Earlier on Wednesday, the president held a tense meeting with Senate Republicans, after he abruptly called off a signing ceremony for a bipartisan housing bill.
At the luncheon on Capitol Hill, he complained about Tuesday’s largely symbolic vote to restrict his war powers in the Republican-controlled Senate.
It was the first resolution of its kind to clear Congress instructing a president to end a military action.
Before Wednesday’s meeting on Capitol Hill, Trump had described the war powers vote as “poorly timed and meaningless”.
On social media, he labelled four Republican senators who voted along with Democrats as “losers”.
One of those Republicans, Bill Cassidy of Louisiana, said he and the president had a shouting match at Wednesday’s closed-door luncheon.
“I stood and said, ‘You have not told the American people what’s going on,'” he told journalists.
“This was supposed to last four weeks, it’s lasted four months. Our original objectives have not been achieved.”

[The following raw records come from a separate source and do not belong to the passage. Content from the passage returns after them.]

impl ClientChannel {
    /// Writes an interim (1xx) response.
    ///
    /// A repeated `100 Continue` is suppressed on the wire; interim
    /// responses to HTTP/1.0 clients are dropped.
    pub async fn send_interim(&self, res: Response<()>) -> Result<()> {
        if !self.shared.scope_open() {
            return Err(Error::new_user(User::ChannelOutsideScope));
        }
        let status = res.status();
        if !status.is_informational() {
            return Err(Error::new_user(User::NotInterim));
        }
        if status == StatusCode::SWITCHING_PROTOCOLS {
            return Err(Error::new_user(User::UnexpectedFraming(
                "101 Switching Protocols is not supported",
            )));
        }
        if self.req_version == Version::HTTP_10 {
            tracing::debug!("dropping interim {} to an HTTP/1.0 client", status);
            return Ok(());
        }
        if status == StatusCode::CONTINUE {
            self.shared.continue_pending.store(false, Ordering::SeqCst);
            if self.shared.continue_sent.swap(true, Ordering::SeqCst) {
                let repeats = self.shared.continue_repeats.fetch_add(1, Ordering::SeqCst) + 1;
                if repeats == 1 {
                    tracing::debug!("suppressing repeated 100 Continue");
                } else {
                    tracing::warn!("suppressing repeated 100 Continue ({} repeats)", repeats);
                }
                return Ok(());
            }
        }

        self.shared.set_state(State::SendingInterim);
        let mut head = BytesMut::new();
        framing::write_head(status, res.headers(), &mut head);
        let mut io = self.io.lock().await;
        io.buffer(head);
        let result = io.flush().await.map_err(Error::new_io);
        self.shared.set_state(State::AwaitingHandler);
        result
    }

    /// Records the final response of this exchange.
    ///
    /// The response leaves the wire once the handler returns `None` and
    /// the after-actions have run. At most one final response is allowed.
    pub fn write(&self, res: Response<Body>) -> Result<()> {
        if !self.shared.scope_open() {
            return Err(Error::new_user(User::ChannelOutsideScope));
        }
        if res.status().is_informational() {
            return Err(Error::new_user(User::UnexpectedFraming(
                "a 1xx status cannot be the final response",
            )));
        }
        let mut slot = self
            .shared
            .written
            .lock()
            .unwrap_or_else(|e| e.into_inner());
        if slot.is_some() {
            return Err(Error::new_user(User::ResponseAlreadySent));
        }
        *slot = Some(res);
        Ok(())
    }
}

In a meeting earlier on Wednesday with Nato Secretary General Mark Rutte, Trump again vented about the war powers vote.
“We had four Republican senators and all Democrats… they want to lose the war because they’re stupid,” he said.
Last month, the Pentagon’s chief financial officer Jules Hurst told a congressional panel the war had cost about $29bn so far.
But defence analysts and lawmakers say this estimate does not reflect the full scale of the conflict’s financial damage.